- _TASK DESCRIPTION_
Give the listing again exactly as written.

- _EXTRACTED DATA_

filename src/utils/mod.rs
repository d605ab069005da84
pub mod error;
pub mod logger;
use crate::domain::coordinate::Coordinate;
use crate::domain::resource::{Category, PlacedResource, Resource};

fn carrier(
    name: &str,
    model: &str,
    site_offsets: &[Coordinate],
    site_size_x: f64,
    site_size_y: f64,
) -> Resource {
    let mut carrier = Resource::new(name, Category::Carrier, 135.0, 497.0, 130.0).with_model(model);
    for (i, offset) in site_offsets.iter().enumerate() {
        let site = Resource::new(
            &format!("{}_site_{}", name, i),
            Category::CarrierSite,
            site_size_x,
            site_size_y,
            0.0,
        );
        carrier.children.push(PlacedResource {
            location: *offset,
            resource: site,
        });
    }
    carrier
}

fn column_sites(dx: f64, dy: f64, dz: f64, pitch: f64, count: usize) -> Vec<Coordinate> {
    (0..count)
        .map(|i| Coordinate::new(dx, dy + i as f64 * pitch, dz))
        .collect()
}

/// Carrier for five 96-tip racks.
pub fn tip_car_480_a00(name: &str) -> Resource {
    carrier(
        name,
        "TIP_CAR_480_A00",
        &column_sites(17.9, 82.8, 114.95, 96.0, 5),
        122.4,
        82.6,
    )
}

/// Carrier for five deep well plates, landscape.
pub fn plt_car_l5ac_a00(name: &str) -> Resource {
    carrier(
        name,
        "PLT_CAR_L5AC_A00",
        &column_sites(18.0, 83.0, 86.15, 96.0, 5),
        127.0,
        86.0,
    )
}

pub(crate) fn try_build(model: &str, name: &str) -> Option<Resource> {
    match model {
        "TIP_CAR_480_A00" => Some(tip_car_480_a00(name)),
        "PLT_CAR_L5AC_A00" => Some(plt_car_l5ac_a00(name)),
        _ => None,
    }
}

- _RESPONSE_
filename src/utils/mod.rs
repository d605ab069005da84
pub mod error;
pub mod logger;
use crate::domain::coordinate::Coordinate;
use crate::domain::resource::{Category, PlacedResource, Resource};

fn carrier(
    name: &str,
    model: &str,
    site_offsets: &[Coordinate],
    site_size_x: f64,
    site_size_y: f64,
) -> Resource {
    let mut carrier = Resource::new(name, Category::Carrier, 135.0, 497.0, 130.0).with_model(model);
    for (i, offset) in site_offsets.iter().enumerate() {
        let site = Resource::new(
            &format!("{}_site_{}", name, i),
            Category::CarrierSite,
            site_size_x,
            site_size_y,
            0.0,
        );
        carrier.children.push(PlacedResource {
            location: *offset,
            resource: site,
        });
    }
    carrier
}

fn column_sites(dx: f64, dy: f64, dz: f64, pitch: f64, count: usize) -> Vec<Coordinate> {
    (0..count)
        .map(|i| Coordinate::new(dx, dy + i as f64 * pitch, dz))
        .collect()
}

/// Carrier for five 96-tip racks.
pub fn tip_car_480_a00(name: &str) -> Resource {
    carrier(
        name,
        "TIP_CAR_480_A00",
        &column_sites(17.9, 82.8, 114.95, 96.0, 5),
        122.4,
        82.6,
    )
}

/// Carrier for five deep well plates, landscape.
pub fn plt_car_l5ac_a00(name: &str) -> Resource {
    carrier(
        name,
        "PLT_CAR_L5AC_A00",
        &column_sites(18.0, 83.0, 86.15, 96.0, 5),
        127.0,
        86.0,
    )
}

pub(crate) fn try_build(model: &str, name: &str) -> Option<Resource> {
    match model {
        "TIP_CAR_480_A00" => Some(tip_car_480_a00(name)),
        "PLT_CAR_L5AC_A00" => Some(plt_car_l5ac_a00(name)),
        _ => None,
    }
}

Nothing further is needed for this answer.